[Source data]
———
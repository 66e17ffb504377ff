#![deny(
    unsafe_code,
    missing_docs,
    dead_code,
    unused_results,
    non_snake_case,
    unreachable_pub
)]

//! Periodic background decisions for the agents of each tier.
//!
//! One [`DecisionWorker`] serves every agent of a tier. In threaded mode each
//! worker runs on its own thread and wakes at its tier's cadence; in manual
//! mode the caller drives ticks explicitly, which keeps tests deterministic.
//! Workers only read [`AgentBoard`]s and post [`Decision`]s, so the
//! simulation loop never waits on them.
//!
//! [`Decision`]: zombie_house_core::Decision

mod board;
mod worker;

pub use board::{AgentBoard, BoardState, TargetBeacon};
pub use worker::DecisionWorker;

use std::{
    io,
    sync::{
        atomic::{AtomicBool, Ordering},
        Arc,
    },
    thread::{self, JoinHandle},
    time::{Duration, Instant},
};

use tracing::{debug, info};
use zombie_house_core::Tier;

/// Failures raised while running decision workers.
#[derive(Debug, thiserror::Error)]
pub enum SchedulerError {
    /// The operating system refused to start a worker thread.
    #[error("failed to spawn the {tier:?} decision worker")]
    Spawn {
        /// Tier of the worker that failed to start.
        tier: Tier,
        /// Underlying error.
        #[source]
        source: io::Error,
    },
    /// A worker was supplied for a tier that has no decision cadence.
    #[error("tier {tier:?} has no decision period")]
    Unscheduled {
        /// Tier lacking a period.
        tier: Tier,
    },
    /// The simulation loop dropped the decision inbox.
    #[error("decision inbox closed while the {tier:?} worker was posting")]
    InboxClosed {
        /// Tier of the worker that noticed.
        tier: Tier,
    },
    /// Manual ticks were requested from a threaded scheduler.
    #[error("scheduler runs on background threads; manual ticks are unavailable")]
    NotManual,
    /// A worker thread terminated by panicking.
    #[error("the {tier:?} decision worker panicked")]
    WorkerPanicked {
        /// Tier of the failed worker.
        tier: Tier,
    },
}

/// Cooperative stop flag shared by the scheduler and its worker threads.
#[derive(Clone, Debug, Default)]
pub struct CancellationToken {
    cancelled: Arc<AtomicBool>,
}

impl CancellationToken {
    /// Creates a token that has not been cancelled.
    #[must_use]
    pub fn new() -> Self {
        Self::default()
    }

    /// Requests every holder of the token to stop.
    pub fn cancel(&self) {
        self.cancelled.store(true, Ordering::Release);
    }

    /// Reports whether cancellation was requested.
    #[must_use]
    pub fn is_cancelled(&self) -> bool {
        self.cancelled.load(Ordering::Acquire)
    }
}

#[derive(Debug)]
struct WorkerThread {
    tier: Tier,
    handle: Option<JoinHandle<()>>,
}

#[derive(Debug)]
enum Mode {
    Threaded {
        token: CancellationToken,
        threads: Vec<WorkerThread>,
    },
    Manual {
        workers: Vec<DecisionWorker>,
    },
}

/// Owns the decision workers of a session.
#[derive(Debug)]
pub struct DecisionScheduler {
    mode: Mode,
}

impl DecisionScheduler {
    /// Starts one background thread per worker, each waking at its tier's period.
    ///
    /// Threads already started are cancelled if a later one fails to spawn.
    pub fn spawn<F>(workers: Vec<DecisionWorker>, periods: F) -> Result<Self, SchedulerError>
    where
        F: Fn(Tier) -> Option<Duration>,
    {
        let token = CancellationToken::new();
        let mut scheduler = Self {
            mode: Mode::Threaded {
                token: token.clone(),
                threads: Vec::with_capacity(workers.len()),
            },
        };

        for worker in workers {
            let tier = worker.tier();
            let period = periods(tier)
                .filter(|period| !period.is_zero())
                .ok_or(SchedulerError::Unscheduled { tier })?;
            let worker_token = token.clone();
            let handle = thread::Builder::new()
                .name(format!("decision-{}", tier_name(tier)))
                .spawn(move || run_periodically(worker, period, &worker_token))
                .map_err(|source| SchedulerError::Spawn { tier, source })?;

            if let Mode::Threaded { threads, .. } = &mut scheduler.mode {
                threads.push(WorkerThread {
                    tier,
                    handle: Some(handle),
                });
            }
        }

        Ok(scheduler)
    }

    /// Keeps the workers inline; nothing runs until [`Self::tick_tier`] or [`Self::tick_all`].
    #[must_use]
    pub fn manual(workers: Vec<DecisionWorker>) -> Self {
        Self {
            mode: Mode::Manual { workers },
        }
    }

    /// Reports whether the scheduler is driven manually.
    #[must_use]
    pub const fn is_manual(&self) -> bool {
        matches!(self.mode, Mode::Manual { .. })
    }

    /// Runs one decision tick for every worker of `tier`.
    pub fn tick_tier(&mut self, tier: Tier) -> Result<usize, SchedulerError> {
        let Mode::Manual { workers } = &mut self.mode else {
            return Err(SchedulerError::NotManual);
        };

        let mut posted = 0;
        for worker in workers.iter_mut().filter(|worker| worker.tier() == tier) {
            posted += worker.run_once()?;
        }
        Ok(posted)
    }

    /// Runs one decision tick for every worker.
    pub fn tick_all(&mut self) -> Result<usize, SchedulerError> {
        let Mode::Manual { workers } = &mut self.mode else {
            return Err(SchedulerError::NotManual);
        };

        let mut posted = 0;
        for worker in workers.iter_mut() {
            posted += worker.run_once()?;
        }
        Ok(posted)
    }

    /// Asks every worker thread to stop without waiting for it.
    ///
    /// Sleeping workers are woken, so each exits within one loop iteration.
    pub fn shutdown(&self) {
        if let Mode::Threaded { token, threads } = &self.mode {
            if token.is_cancelled() {
                return;
            }
            token.cancel();
            for thread in threads {
                if let Some(handle) = &thread.handle {
                    handle.thread().unpark();
                }
            }
            debug!(workers = threads.len(), "decision workers cancelled");
        }
    }

    /// Stops the workers and waits for their threads to exit.
    pub fn join(&mut self) -> Result<(), SchedulerError> {
        self.shutdown();
        let Mode::Threaded { threads, .. } = &mut self.mode else {
            return Ok(());
        };

        let mut result = Ok(());
        for thread in threads.iter_mut() {
            if let Some(handle) = thread.handle.take() {
                if handle.join().is_err() && result.is_ok() {
                    result = Err(SchedulerError::WorkerPanicked { tier: thread.tier });
                }
            }
        }
        result
    }
}

impl Drop for DecisionScheduler {
    fn drop(&mut self) {
        self.shutdown();
    }
}

fn run_periodically(mut worker: DecisionWorker, period: Duration, token: &CancellationToken) {
    let tier = worker.tier();
    info!(
        tier = tier_name(tier),
        agents = worker.agent_count(),
        period_ms = u64::try_from(period.as_millis()).unwrap_or(u64::MAX),
        "decision worker started"
    );

    let mut deadline = Instant::now() + period;
    while !token.is_cancelled() {
        let now = Instant::now();
        if now < deadline {
            thread::park_timeout(deadline - now);
            continue;
        }

        deadline += period;
        if deadline <= now {
            deadline = now + period;
        }

        if let Err(error) = worker.run_once() {
            info!(tier = tier_name(tier), %error, "decision worker stopping");
            break;
        }
    }

    info!(tier = tier_name(tier), "decision worker stopped");
}

const fn tier_name(tier: Tier) -> &'static str {
    match tier {
        Tier::Regular => "regular",
        Tier::Master => "master",
        Tier::Clone => "clone",
    }
}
———
■ TASK REQUIREMENTS
Keep to the lines above, from the first one through the line where "worker that noticed." appears, and copy them exactly.

■ OUTPUT FOR THIS EXERCISE
repository 66e17ffb504377ff
#![deny(
    unsafe_code,
    missing_docs,
    dead_code,
    unused_results,
    non_snake_case,
    unreachable_pub
)]

//! Periodic background decisions for the agents of each tier.
//!
//! One [`DecisionWorker`] serves every agent of a tier. In threaded mode each
//! worker runs on its own thread and wakes at its tier's cadence; in manual
//! mode the caller drives ticks explicitly, which keeps tests deterministic.
//! Workers only read [`AgentBoard`]s and post [`Decision`]s, so the
//! simulation loop never waits on them.
//!
//! [`Decision`]: zombie_house_core::Decision

mod board;
mod worker;

pub use board::{AgentBoard, BoardState, TargetBeacon};
pub use worker::DecisionWorker;

use std::{
    io,
    sync::{
        atomic::{AtomicBool, Ordering},
        Arc,
    },
    thread::{self, JoinHandle},
    time::{Duration, Instant},
};

use tracing::{debug, info};
use zombie_house_core::Tier;

/// Failures raised while running decision workers.
#[derive(Debug, thiserror::Error)]
pub enum SchedulerError {
    /// The operating system refused to start a worker thread.
    #[error("failed to spawn the {tier:?} decision worker")]
    Spawn {
        /// Tier of the worker that failed to start.
        tier: Tier,
        /// Underlying error.
        #[source]
        source: io::Error,
    },
    /// A worker was supplied for a tier that has no decision cadence.
    #[error("tier {tier:?} has no decision period")]
    Unscheduled {
        /// Tier lacking a period.
        tier: Tier,
    },
    /// The simulation loop dropped the decision inbox.
    #[error("decision inbox closed while the {tier:?} worker was posting")]
    InboxClosed {
        /// Tier of the worker that noticed.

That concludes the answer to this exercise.